Sen. Chris Coons, a member of the Senate Judiciary Committee, delivered opening remarks and questioned witnesses at the April 18 U.S. Patent and Trademark Office oversight hearing.

“Thank you very much, Chairman Grassley. Thank you both for holding this hearing and for your serious engagement in intellectual property matters. And, to Director Iancu, I want to begin by recognizing the exciting, the critical, the vital work of the U.S. Patent and Trademark Office and to thank you for your role in its leadership. You have the vital task of overseeing an office employing more than 12,000 people with the key mission of granting patents and registering trademarks. In fiscal year 2017, that meant receiving 650,000 patent applications and 600,000 trademark applications. And, as we know well, these are not just empty statistics but the lifeblood of innovation and thus of the American economy,” said Coons.

“The Department of Commerce stats show that in 2014 IP-intensive industries contributed to 28 million jobs and $6 trillion in value to our national GDP. Research shows if a startup receives a patent, its chance of securing venture capital increases by over 50 percent, and it's likely to have better growth in employment and sales. Yet, notwithstanding widespread and clear evidence of the value of a robust, intellectual property system, the system in the U.S. has experienced significant upheaval, particularly with respect to patents in recent years. In the past decade, there have been a variety of actions on the part of the judicial, executive, and legislative branches, which have had the cumulative effect of significantly weakening patent rights. And, the impact of these changes is becoming apparent. Last year, the U.S. fell from first place to 10th place in the ranking of the U.S. Chamber of Commerce on the strength of each country's patent system and, this year, it fell to 12th,” said Coons.

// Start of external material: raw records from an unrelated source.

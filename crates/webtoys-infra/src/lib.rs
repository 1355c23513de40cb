//! Infrastructure layer for the Webtoys relay.
//!
//! Contains implementations of the port traits defined in `webtoys-core`:
//! the reqwest webhook dispatcher, the PostgREST content-store client, and
//! the MD5 / SHA-256 token digests.

pub mod digest;
pub mod store;
pub mod webhook;

/// User-Agent sent on every downstream request.
pub(crate) const USER_AGENT: &str = concat!("webtoys-relay/", env!("CARGO_PKG_VERSION"));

“One cause is the impact of the new post-grant proceedings at the USPTO before the Patent Trial and Appeal Board, something I look forward to discussing today. While some form of post-issuance review at the USPTO is desirable, the current review system is systematically biased against patent owners based on statistics from its first five years. This dynamic has left investors with a growing impression that putting money behind innovative ideas backed only by a patent may not be a wise investment strategy to the detriment of innovators and ultimately the entire American economy,” said Coons.

“Another critical problem facing our patent system is the lack of clarity on which inventions are and are not eligible for patent protection. Recent Supreme Court decisions have called into question whether patents are appropriate to protect innovations in some of the most dynamic areas of our economy — software developments and medical diagnostics. While the impact may be noticeable now to patent practitioners and inventors, if corrective action isn't taken in years to come, the broader public may be asking why all the newest and most advanced innovations and products in these areas are created somewhere other than the U.S.,” said Coons.

“Corrective action is partly the responsibility of Congress and to that end, I've introduced legislation designed to take the first steps at restoring the U.S. patent system to being the world's gold standard, along with Sen. Hirono who is with us today and my lead cosponsors, Sens. Cotton and Durbin. I've reintroduced the STRONGER Patents Act, which aims to restore balance to the post-grant proceedings before the PTAB among other things. It does this by aligning PTAB standards to district court standards, better accounting for the fact that issued patents have already gone through a significant examination by a governmental agency. It also aims to correct some of the apparent abuses of post-grant proceedings including strict limits to curb repetitive abusive petitions and a standing requirement to ensure petitioners have a legitimate interest,” said Coons.

“Additionally, along with my friend and colleague Senator Hatch, I've introduced the Big Data for IP Act, which encourages PTO to complete its ongoing IT upgrades and explore how new tools like machine learning and big data can improve the patent examination process. The universe of prior art continues to expand the volume of patent and trademark applications continues to rise, these are good things, but we need to ensure our examination systems keep pace. In exchange, PTO would receive an extension of its fee-setting authority, critical statutory authorization that gives the PTO the ability to anticipate an account for infrastructure development through responsible price setting,” said Coons.

“Both of these bills have a thing in common. They recognize the centrality and importance of the U.S. Patent and Trademark Office to providing the foundation of our country's innovative ecosystem. In fact, many of the proposals in the bill I just referenced, the STRONGER Patents Act, could be accomplished through the rule-making authority vested in you, Mr. Iancu, as the director. It was by design of the landmark Leahy-Smith America Invents Act of 2011 to ensure the agency could fine-tune these proceedings without required congressional intervention. I think the time for agency action to take such corrective measures is long overdue. I was encouraged by your recent speech before the U.S. Chamber of Commerce where you said we need to have a new dialogue in our country focused on the benefits of the patent system rather than solely the abuses. I could not agree more,” said Coons.

“I look forward to beginning that dialogue today and to hearing your thoughts on what actions you think might be appropriate for the agency to take, so we can make our nation’s patent system better for today's and tomorrow's innovators. Again, Mr. Chairman, thank you for convening this hearing.”